I left the smaller flytrap behind in its native pot, full of natural mosses and fungi from the low-quality soil I had put it in. I collected all the low-quality soil from various pots and when I exhausted that, from my neighbours, who were more than happy to relinquish their worst soil to my purposes. It's actually rather beautiful, seeing all the little mosses and fungi with the flytrap in the centre, giving the impression of a quiet boggy corner of a wet forest, with aesthetic rolling clumps of green and even patches of orange.
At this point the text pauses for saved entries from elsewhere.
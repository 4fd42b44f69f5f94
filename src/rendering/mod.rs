pub mod config;
pub mod global_uniform;
pub mod imgui_renderer;
pub mod instance;
pub mod lights;
pub mod passes;
pub mod render_camera;
pub mod render_common;
pub mod render_material_manager;
pub mod render_model;
pub mod renderer;
pub mod shader_loader;
pub mod texture;
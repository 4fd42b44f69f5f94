pub mod easing;
pub mod tween;

pub use easing::Ease;
pub use tween::{Animated, Channel, Tween, Tweens, Vec3Target};
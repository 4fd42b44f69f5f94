use wgpu::RenderPass;

use crate::rendering::shader_loader::PipelineCache;

pub(crate) trait Pass {
    type TextureViews;

    /// Records the pass. Skips drawing while the pipeline has not compiled.
    fn render<'a, F>(
        &self,
        texture_views: &Self::TextureViews,
        encoder: &mut wgpu::CommandEncoder,
        pipeline_cache: &PipelineCache,
        render_callback: F,
    ) where
        F: FnOnce(&mut RenderPass) + 'a;
}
The flytraps have not seemed to be bothered by the tiny little vegetation all around it, and so I am considering moving some of the soil culture to the pot where I have placed the mother-flytrap, which has been made with a relatively sterile cactus soil, and besides some rogue passion vines I am going to kill or give away, only has the mother-flytrap sitting happily within it. I'll probably move both flytraps outdoors in June and July, as the flytraps love being in the sun and rain, and rapidly devour the local fly population (which seems to have no experience dealing with the foreign flytrap).
My aquarium plants have been doing extraordinarily well. But then again, as long as you keep the water quality and lighting right, they'll grow immensely well all year round. The only hiccup has been the removal of many snails and fungus-coated leaves, but other than that, all is well. I do harbour ambitions of finding some corner of the world where I can increase my gardening ambitions, though I imagine I might have to wait decades and also move abroad to do so. Whilst talking to an American, I was immensely pleased at what I heard Americans have access to, and do, in regards to gardening. It is mainly the scale - Americans have access to all climates, and vast tracts of land, making it possible for American "gardens" to be the size of Belgium and be largely wilderness.
I am very much of the opinion that the best garden is the one which needs very little human interference, and the best garden is the wildest one you can get before it starts trying to kill you. I remember just last week I was joking with this American and a Malaysian gardener, when one of them talked about a wild plant that had showed up in their garden. It was "all plants are wild plants if you leave them alone long enough."